Поиск на сайте

Радий Погодин

Жизнь и творчество детского писателя Радия Петровича Погодина (1925-1993), родившегося в деревушке под Тверью, связаны с Санкт-Петербургом, куда родители привезли его в двухлетнем возрасте. Читать мальчик научился в пять лет, и любимой книгой стал роман Сервантеса «Хитроумный идальго Дон Кихот Ламанчский».

В детстве Радий мечтал о профессии геолога, моряка, но, когда пришла война, рыл вместе со всеми окопы, пережил ленинградскую блокаду, в 1943 году почти школьником пошёл на фронт. Его назначили командиром взвода разведчиков. Хитростью, осторожностью, смелостью и отчаянностью ― всеми этими качествами Радий Петрович обладал сполна! Он освобождал Украину, Румынию, Польшу, участвовал в штурме Берлина, был ранен, награждён орденами Славы и Красной Звезды.

Когда война кончилась — работал. Работал воспитателем, слесарем-механиком, лесорубом, грузчиком, мойщиком окон, пионервожатым, штамповщиком по металлу, пожарным, журналистом. По доносу был арестован, сидел «за антисоветскую пропаганду».

Впоследствии Погодин вспоминал: «...на спор я написал рассказ... С этим первым рассказом я пошёл в Союз писателей... был принят и стал писать взрослые рассказы. Но все мои рассказы были названы космополитизмом, модернизмом... за что тогда сажали. А я только что вышел. Сесть второй раз не хотелось. И вот будучи поставлен в такие условия, когда, что ни напишешь, всё ― космополитизм, вынужден был либо бросить писать, либо найти вид литературы, не связанный с этим понятием. Выбрал детскую литературу, куда и ушёл».

С тех пор Радий Погодин написал более 20 книг, среди которых сборники рассказов, повести, сказки, пьесы. Пользовались популярностью и фильмы, снятые по повестям писателя. Читатели детских журналов «Мурзилка», «Пионер», «Костёр» с нетерпением ждали его новых произведений. Многие книги были переведены на десятки языков и оценены по достоинству: Погодину присудили премию имени Ханса Кристиана Андерсена.

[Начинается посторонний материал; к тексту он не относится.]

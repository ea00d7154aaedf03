use sea_orm::{ConnectionTrait, DatabaseBackend, DatabaseConnection, Statement};
use tracing::debug;

use crate::common::DatabaseError;

/// Run `SELECT 1` against the pool; used by the readiness endpoint
pub async fn check_health(db: &DatabaseConnection) -> Result<(), DatabaseError> {
    let stmt = Statement::from_string(DatabaseBackend::Postgres, "SELECT 1".to_owned());
    db.query_one_raw(stmt)
        .await
        .map_err(|e| DatabaseError::HealthCheckFailed(e.to_string()))?;

    debug!("PostgreSQL health check passed");
    Ok(())
}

Радий Петрович ― неисправимый романтик: от жизненных бед и напастей спасался фантазией, любил рисовать. Похожи на автора и герои. Они тоже любознательные мечтатели: видят красоту в окружающем их мире и в простых проявлениях жизни. Одна книга так и названа: «Рассказы о весёлых людях и хорошей погоде»! Её герои — люди открытые, не унывающие в беде, верные в дружбе. С ними не устанешь и не замёрзнешь, от общения с ними весело на душе.

По мнению писателя, весёлый, жизнерадостный человек способен на смелый поступок. «Десять лет — это возраст отважных, выносливых и терпеливых» — читаем мы в повести «Ожидание (три повести об одном и том же)». Главный герой её Васька придумал себе новое имя ― Вандербуль: «Старое ему не годилось. Что в нём, в старом? Вась-ка. Словно просачивается и уходит застрявшая в раковине вода. Пусть люди сами придумывают себе имена. Вандербуль! Словно боевой клич. Славно жить с таким именем».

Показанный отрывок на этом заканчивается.